Sir Dudley Smith (Warwick and Leamington)

The hon. Member for Oldham, West (Mr. Meacher) gave a figure, but can my right hon. and learned Friend say definitely how many deaths due to adverse reactions to the drugs have been reported to his Department?

Mr. Clarke

I regret to say that, off the cuff, I cannot give the total number of deaths due to adverse reactions to the four drugs. I have a feeling that the figure given by the hon. Member for Oldham, West was more or less correct.

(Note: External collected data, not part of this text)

//! The api filter: extensions referencing any of the given APIs.

use std::num::NonZeroUsize;
use std::sync::Mutex;

use crate::error::Result;
use crate::extension::ExtensionInput;
use crate::query::QueryCompiler;

use super::{Filter, PendingMatch, Verdict};

/// Filters extensions by referenced extension-platform APIs.
///
/// Each line gets a fresh pooled matcher fed with the extension's scripts;
/// the verdict resolves when a worker finishes the scan, so filter work
/// for later lines runs ahead of emission.
pub struct ApiFilter {
    compiler: Mutex<QueryCompiler>,
    pool_size: NonZeroUsize,
}

impl ApiFilter {
    pub fn new(queries: &[String], pool_size: NonZeroUsize) -> Result<Self> {
        let mut compiler = QueryCompiler::new();
        for query in queries {
            compiler.add_query(query)?;
        }
        Ok(Self {
            compiler: Mutex::new(compiler),
            pool_size,
        })
    }

    /// Tear down the worker pool.
    pub fn shutdown(&self) {
        if let Ok(mut compiler) = self.compiler.lock() {
            compiler.shutdown();
        }
    }
}

impl Filter for ApiFilter {
    fn name(&self) -> &'static str {
        "api"
    }

    fn apply(&self, ext: &ExtensionInput) -> Result<Verdict> {
        let sources = ext.scripts()?;
        let mut matcher = match self.compiler.lock() {
            Ok(mut compiler) => compiler.pooled_matcher(self.pool_size),
            Err(poisoned) => poisoned.into_inner().pooled_matcher(self.pool_size),
        };
        for source in &sources {
            matcher.add_source(source);
        }
        let ticket = matcher.find_matches();
        Ok(Verdict::Pending(PendingMatch::new(matcher, ticket)))
    }
}

#[cfg(test)]
#[path = "api_tests.rs"]
mod tests;
// SPDX-License-Identifier: MIT
// Copyright (c) 2026 Alfred Jean LLC

//! Lexical regex fragments for API reference matching.
//!
//! Script sources in the corpus are minified, aliased, and commented, so
//! matching is lexical: a dotted API name is recognized by its token
//! boundaries, not by parsing. Fragments here are regex source strings
//! composed verbatim by the compiler.

/// Member-access separator: whitespace-tolerant `.`, accepting optional
/// chaining (`?.`). `??.` never matches because the first `?` is not
/// consumed by any surrounding fragment.
pub(crate) const DOT: &str = r"\s*\??\.\s*";

/// Leading expression boundary: punctuation that can precede an expression,
/// or start of input. Rules out identifier-adjacent hits (`nottest` does
/// not contain the token `test`).
pub(crate) const BEFORE: &str = r"(?:[!%&()*+,\-./:;<=>?\[\^{|}~\n]|^)\s*";

/// Trailing expression boundary, symmetric to [`BEFORE`].
pub(crate) const AFTER: &str = r"\s*(?:[%&()*+,\-./:;<=>?\[\]\^{|}\n]|$)";

/// Strict trailing context for right-hand-side occurrences: expression
/// terminators, `||`/`??`, end of input, or a newline that plausibly
/// triggers automatic semicolon insertion (whitespace then an identifier
/// start). The last alternative consumes what the original lookahead only
/// asserted; only boolean match is ever observed and the fragment
/// terminates every pattern it appears in, so the two are equivalent.
pub(crate) const RHS_AFTER: &str = r"\s*(?:[),;\]{}:]|\|\||\?\?|$|\n\s*[A-Za-z_$])";

/// A JavaScript identifier.
pub(crate) const IDENT: &str = r"[A-Za-z_$][A-Za-z_$0-9]*";

/// Any identifier followed by a property-access dot: the permissive
/// stand-in for "some alias".
pub(crate) fn alias_dot() -> String {
    format!("{IDENT}{DOT}")
}

/// The known extension roots followed by a property-access dot.
pub(crate) fn host_dot() -> String {
    format!("(?:chrome|browser){DOT}")
}

/// Wrap a body in the general boundary context.
pub(crate) fn any(body: &str) -> String {
    format!("{BEFORE}(?:{body}){AFTER}")
}

/// Wrap a body as a dereference off some alias.
pub(crate) fn dot(body: &str) -> String {
    format!("{}(?:{body}){AFTER}", alias_dot())
}

/// Wrap a body as a right-hand-side occurrence.
pub(crate) fn rhs(body: &str) -> String {
    format!("{BEFORE}(?:{body}){RHS_AFTER}")
}

/// Join query parts into a pattern body: each part escaped (metacharacters
/// in queries match literally), grouped, and joined by [`DOT`].
pub(crate) fn body(parts: &[&str]) -> String {
    let escaped: Vec<String> = parts
        .iter()
        .map(|p| format!("(?:{})", regex::escape(p)))
        .collect();
    escaped.join(DOT)
}

#[cfg(test)]
#[path = "fragments_tests.rs"]
mod tests;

Mr. David Crouch (Canterbury)

The House will appreciate the concern that my right hon. and learned Friend has shown and the care with which he has answered questions on this worrying matter. Where a drug has had its licence withdrawn on the advice of the Committee on Safety of Medicines, is it not unlikely that a pharmacy in a hospital would issue such a drug to any consultant or doctor in that hospital seeking to prescribe that drug? Does that not show that in hospitals at least there is tight control once a drug has had its licence withdrawn, and is that not different from the looser application of the regulations that appears to operate in general practice?

Mr. Clarke

We are all anxious that dispensing should be tightly controlled both in the hospital service and in general practice. I agree with my hon. Friend that when we acted as promptly as we did to suspend the product licence for Flosint, our expectation was that supplies would rapidly go back to the manufacturers and no more patients would receive it, and that if any patient received Flosint again it would only when a doctor had made a considered judgment about an individual patient whom he found reacted to that and nothing else and who suffered serious symptoms which would not otherwise be alleviated. I accept that, on the face of it, the Daily Mail report shows a rather looser approach than that being adopted by a few pharmacists. We shall look into that to see whether the law needs tightening.


Mr. Campbell-Savours

On a point of order, Mr. Speaker. In reply to my question about an interest of the chairman of the DHSS toxicology sub-committee, the Minister for Health replied that sometimes there are medical links between research foundations and individual members working—

Mr. Speaker

Order. I am not certain that this is a matter on which I can rule. I hope that the House will understand that we are getting rather too many points of order concerning unsatisfactory answers. If we allow that sort of thing to happen we shall not get very far with our business.

Mr. Campbell-Savours

To abbreviate the point, Mr. Speaker, may I lay it on the record that the Government, in a reply to me—

Mr. Speaker

Order. That is just what I feared. It is not a matter for me.

Mr. Campbell-Savours


Mr. Speaker

Order. I think that the hon. Gentleman has shot his bolt for today.